_PROBLEM DESCRIPTION_
When a line of the records contains "basenames", copy it.

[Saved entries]
***

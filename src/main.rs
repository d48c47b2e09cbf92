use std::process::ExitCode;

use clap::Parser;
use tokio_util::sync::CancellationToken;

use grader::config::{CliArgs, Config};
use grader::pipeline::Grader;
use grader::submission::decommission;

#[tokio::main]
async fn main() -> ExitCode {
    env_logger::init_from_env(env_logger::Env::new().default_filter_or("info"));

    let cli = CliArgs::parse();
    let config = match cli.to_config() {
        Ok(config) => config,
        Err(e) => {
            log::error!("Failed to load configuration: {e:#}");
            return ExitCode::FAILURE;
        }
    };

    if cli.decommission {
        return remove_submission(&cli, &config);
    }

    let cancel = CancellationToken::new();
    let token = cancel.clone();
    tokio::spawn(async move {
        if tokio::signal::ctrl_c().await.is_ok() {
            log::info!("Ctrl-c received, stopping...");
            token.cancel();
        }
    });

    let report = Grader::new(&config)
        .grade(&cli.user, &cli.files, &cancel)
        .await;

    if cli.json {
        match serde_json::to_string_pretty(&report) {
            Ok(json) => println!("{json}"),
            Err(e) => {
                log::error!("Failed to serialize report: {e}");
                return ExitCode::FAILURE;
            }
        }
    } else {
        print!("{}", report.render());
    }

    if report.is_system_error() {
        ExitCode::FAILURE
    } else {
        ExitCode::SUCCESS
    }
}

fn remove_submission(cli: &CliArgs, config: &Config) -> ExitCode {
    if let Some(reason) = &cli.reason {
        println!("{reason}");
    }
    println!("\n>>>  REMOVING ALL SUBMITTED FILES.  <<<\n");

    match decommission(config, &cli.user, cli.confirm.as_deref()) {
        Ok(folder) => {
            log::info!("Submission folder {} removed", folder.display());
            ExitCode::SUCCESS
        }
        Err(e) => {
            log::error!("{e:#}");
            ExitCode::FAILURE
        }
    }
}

***

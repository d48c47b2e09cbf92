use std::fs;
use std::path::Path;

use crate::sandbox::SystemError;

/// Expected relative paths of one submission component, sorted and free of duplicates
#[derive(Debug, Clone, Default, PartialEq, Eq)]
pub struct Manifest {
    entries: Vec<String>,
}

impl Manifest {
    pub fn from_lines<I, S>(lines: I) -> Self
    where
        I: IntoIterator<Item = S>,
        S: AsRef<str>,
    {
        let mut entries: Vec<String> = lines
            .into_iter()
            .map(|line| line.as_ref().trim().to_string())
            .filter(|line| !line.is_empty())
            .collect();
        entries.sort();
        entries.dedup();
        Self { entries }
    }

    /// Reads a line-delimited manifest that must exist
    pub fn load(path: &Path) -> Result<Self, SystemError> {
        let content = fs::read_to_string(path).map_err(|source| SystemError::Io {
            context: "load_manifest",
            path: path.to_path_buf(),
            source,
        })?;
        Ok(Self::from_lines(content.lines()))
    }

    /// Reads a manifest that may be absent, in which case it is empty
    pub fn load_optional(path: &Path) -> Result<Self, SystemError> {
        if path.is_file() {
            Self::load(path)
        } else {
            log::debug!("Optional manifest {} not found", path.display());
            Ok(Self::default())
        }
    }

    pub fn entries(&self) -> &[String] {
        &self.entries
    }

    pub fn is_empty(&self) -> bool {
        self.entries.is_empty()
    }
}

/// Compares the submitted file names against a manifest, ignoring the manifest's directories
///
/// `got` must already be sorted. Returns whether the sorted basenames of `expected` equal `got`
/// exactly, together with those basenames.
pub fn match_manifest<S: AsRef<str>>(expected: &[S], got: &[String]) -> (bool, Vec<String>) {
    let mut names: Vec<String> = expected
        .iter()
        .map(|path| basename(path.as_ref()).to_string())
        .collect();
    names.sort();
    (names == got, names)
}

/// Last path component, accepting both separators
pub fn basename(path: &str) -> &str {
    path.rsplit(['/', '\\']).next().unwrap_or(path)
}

***

_TASK ANSWER_
/// `got` must already be sorted. Returns whether the sorted basenames of `expected` equal `got`
/// exactly, together with those basenames.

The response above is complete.